Parmi elles, Fatima Khan, rédactrice pour le site The Print. Auprès de Reporters sans frontières, elle analyse le but derrière une manoeuvre à l'intersection de la misogynie et de l'islamophobie, dans un pays qui connait une forte montée du nationalisme hindou : "Le point commun, c'est que les personnes ciblées sont toutes des femmes musulmanes qui n'ont pas peur de parler. L'idée est de les humilier, et de leur faire comprendre qu'elles n'appartiennent pas à l'espace public."
Et ce n'est pas la première fois qu'une telle plateforme est créée. Il y a à peine six mois, un site qui utilisait le même fournisseur d'hébergement Internet pour le développement de logiciels que BulliBai, GitHub, opérait de façon similaire.
"En juillet, l'année dernière, une application et un site web appelés Sulli Deals avaient créé des profils pour plus de 80 femmes musulmanes – utilisant des photos trouvées en ligne – et les décrivaient comme des 'affaires du jour'", détaille la BBC.
"Sulli" est le terme dénigrant utilisé par les trolls de la droite hindoue pour qualifier les femmes musulmanes, précise le quotidien. "Bulli", comme dans BulliBai, est tout aussi péjoratif.
Au-delà du harcèlement, c'est l'absence complice d'intervention de la part de la justice et des autorités, que dénoncent les victimes. "Il y a eu un déclic après les pseudo mises aux enchères de juillet dernier", se souvient Sayema, animatrice célèbre sur Radio Mirchi, dans les colonnes de RSF. "Et puis plus rien. Des plaintes ont été déposées, mais que s'est-il passé ?" Si à l'époque, une enquête avait été ouverte, personne n'avait été arrêté.
Ce mois-ci, trois suspects, dont un jeune homme de 18 ans et un étudiant en informatique de 21 ans, ont été interpellés et sont actuellement interrogés par la police, informe la BBC.

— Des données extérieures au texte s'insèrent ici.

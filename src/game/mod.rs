//! Memory game: controller, events, flip-back timing, snapshots.
//!
//! ## Flow
//!
//! 1. `GameController::new` deals a shuffled board.
//! 2. Each `flip_card` returns a `FlipOutcome`; the second card of a pair
//!    counts a move and is compared at once.
//! 3. Mismatched pairs stay face up until `advance` moves the clock past
//!    their flip-back time.
//! 4. `restart` deals again; older flip-backs are discarded.
//!
//! ```
//! use std::time::Duration;
//! use memory_match::{FlipOutcome, GameConfig, GameController};
//!
//! let mut game = GameController::new(GameConfig::new(2).with_seed(1)).unwrap();
//! let first = game.cards()[0];
//! let other = game.cards().iter().find(|c| c.value != first.value).unwrap().id;
//!
//! game.flip_card(first.id);
//! assert!(matches!(game.flip_card(other), FlipOutcome::Mismatched { .. }));
//! assert_eq!(game.moves(), 1);
//!
//! game.advance(Duration::from_secs(1));
//! assert!(game.cards().iter().all(|c| !c.flipped));
//! ```

pub mod controller;
pub mod event;
pub mod snapshot;
pub mod timer;

pub use controller::{GameController, EVENT_LOG_CAPACITY};
pub use event::{FlipOutcome, GameEvent};
pub use snapshot::GameSnapshot;
pub use timer::{FlipBack, FlipBackQueue};
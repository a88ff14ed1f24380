//! Deterministic random number generation for deck shuffling.
//!
//! ## Key Features
//!
//! - **Deterministic**: Same seed produces identical shuffles
//! - **Injectable**: The controller owns an explicit generator, never a global one
//! - **Serializable**: O(1) state capture and restore
//!
//! ## Usage
//!
//! ```
//! use memory_match::core::GameRng;
//!
//! let mut rng1 = GameRng::new(42);
//! let mut rng2 = GameRng::new(42);
//!
//! let mut a = vec![1, 2, 3, 4, 5, 6];
//! let mut b = a.clone();
//! rng1.shuffle(&mut a);
//! rng2.shuffle(&mut b);
//!
//! assert_eq!(a, b);
//! ```

use rand::{Rng, SeedableRng};
use rand_chacha::ChaCha8Rng;
use serde::{Deserialize, Serialize};

/// Seedable RNG used for every random decision in a game.
///
/// Uses ChaCha8 for speed while keeping good statistical quality, so
/// shuffles are unbiased up to the quality of the stream.
#[derive(Clone, Debug)]
pub struct GameRng {
    inner: ChaCha8Rng,
    seed: u64,
}

impl GameRng {
    /// Create a new RNG with the given seed.
    #[must_use]
    pub fn new(seed: u64) -> Self {
        Self {
            inner: ChaCha8Rng::seed_from_u64(seed),
            seed,
        }
    }

    /// Create an RNG seeded from OS entropy.
    ///
    /// The drawn seed is kept, so `seed()` still reproduces the sequence.
    #[must_use]
    pub fn from_entropy() -> Self {
        Self::new(rand::random())
    }

    /// The seed this generator was created with.
    #[must_use]
    pub fn seed(&self) -> u64 {
        self.seed
    }

    /// Draw a uniformly random index in `0..=upper`.
    pub fn gen_index(&mut self, upper: usize) -> usize {
        self.inner.gen_range(0..=upper)
    }

    /// Shuffle a slice in place (Fisher-Yates).
    ///
    /// Walks from the last index down to 1, swapping each slot with a
    /// uniformly chosen slot at or below it.
    pub fn shuffle<T>(&mut self, slice: &mut [T]) {
        for i in (1..slice.len()).rev() {
            let j = self.gen_index(i);
            slice.swap(i, j);
        }
    }

    /// Get the current state for serialization.
    #[must_use]
    pub fn state(&self) -> GameRngState {
        GameRngState {
            seed: self.seed,
            word_pos: self.inner.get_word_pos(),
        }
    }

    /// Restore from a saved state.
    #[must_use]
    pub fn from_state(state: &GameRngState) -> Self {
        let mut inner = ChaCha8Rng::seed_from_u64(state.seed);
        inner.set_word_pos(state.word_pos);
        Self {
            inner,
            seed: state.seed,
        }
    }
}

/// Serializable RNG state.
///
/// Uses the ChaCha8 word position, so capture is O(1) regardless of
/// how many shuffles have already been drawn.
#[derive(Clone, Debug, PartialEq, Eq, Serialize, Deserialize)]
pub struct GameRngState {
    /// Original seed
    pub seed: u64,
    /// ChaCha8 word position (128-bit counter)
    pub word_pos: u128,
}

La journaliste indépendante Quratulain Rehbar, également ciblée par cette plateforme haineuse, aborde quant à elle, toujours auprès de RSF, le sentiment de crainte et d'impuissance qui s'installe. "[Ma mère] m'a encore demandé, récemment, si j'envisageais de faire autre chose, de quitter le journalisme par mesure de sécurité... Tout cela me laisse sans grand espoir."